The Ballad of Suzanne Césaire gets a UK release date
Filmmaker Madeleine Hunt-Ehrlich explores the life and work of a writer who “didn’t want to be remembered” in her debut feature, The Ballad of Suzanne Césaire. A writer and feminist, anti-colonial activist from Martinique, Suzanne Césaire was at the heart of the Négritude and Surrealist movements in the Caribbean in the early 20th Century. However, much of her work was overlooked and overshadowed by her husband’s Aime Césaire’s political career and post WWII she stopped publishing altogether.
Suzanne Césaire was a writer, anti-colonial, and feminist activist from Martinique, who was at the forefront of the Négritude and Surrealist movements in the Caribbean during the first half of the 20th century. Césaire would also become an important Surrealist thinker, influencing the likes of painter Wilfredo Lam and writer André Breton. However, despite her critical contributions to Caribbean thought and Surrealist discourse, much of her work was overlooked, and overshadowed by the largesse of her husband Aime Césaire’s five decades in French politics.

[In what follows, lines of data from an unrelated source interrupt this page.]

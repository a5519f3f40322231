use crate::core::geo::LatLngBounds;
use serde::{Deserialize, Serialize};

/// Kinds of map events a control can subscribe to
#[derive(Debug, Clone, Copy, PartialEq, Eq, Hash, Serialize, Deserialize)]
pub enum MapEventKind {
    Load,
    MoveEnd,
}

/// Map event types that can be emitted by the map
#[derive(Debug, Clone, PartialEq)]
pub enum MapEvent {
    /// Style finished loading
    Load,
    /// Pan or zoom ended; carries the new viewport
    MoveEnd { bounds: LatLngBounds },
}

impl MapEvent {
    pub fn kind(&self) -> MapEventKind {
        match self {
            MapEvent::Load => MapEventKind::Load,
            MapEvent::MoveEnd { .. } => MapEventKind::MoveEnd,
        }
    }
}

/// Keyboard key codes
#[derive(Debug, Clone, Copy, PartialEq, Eq, Hash, Serialize, Deserialize)]
pub enum KeyCode {
    Enter,
    Escape,
    Other(u32),
}

/// Events raised by the plugin's own control surface
#[derive(Debug, Clone, PartialEq, Serialize, Deserialize)]
pub enum ControlEvent {
    /// The toggle button was clicked
    ToggleClicked,
    /// The query input's text changed
    InputChanged(String),
    /// A key was pressed inside the query input
    KeyPress { key: KeyCode },
}

impl ControlEvent {
    /// True for Enter in the query input, which submits the template
    pub fn is_submit(&self) -> bool {
        matches!(self, ControlEvent::KeyPress { key: KeyCode::Enter })
    }
}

The mysteries of this influential writer who published for just four years, and never again, have been an open question of Martiniquan, French, and Caribbean history. Filmmaker Hunt-Ehrlich researched the writer for five years in the making of this film, speaking with family members, and biographers as well as reading letters and primary sources. The film is inspired in part by the imagination of Therese Svoboda whose article “Surrealists in the Tropics” brings to life the infamous encounter between the Césaires and famed Surrealist André Breton in Martinique during WWII.
Shot on saturated 16mm Kodak film, Hunt-Ehrlich’s film is part narrative and part abstraction, actors recreate scenes from Césaire’s life, reimagining key events – her and her husband Aime meeting André Breton or Aime at a political rally – while new mother played by César-winning actor Zita Hanrot is distracted from work by the sound of her crying baby, sheets of paper are blown away in the Caribbean breeze. Ehrlich-Hunt does not elaborate further, instead she leaves room in this film for the unknown.
The Ballad of Suzanne Césaire opens in UK cinemas 18th July.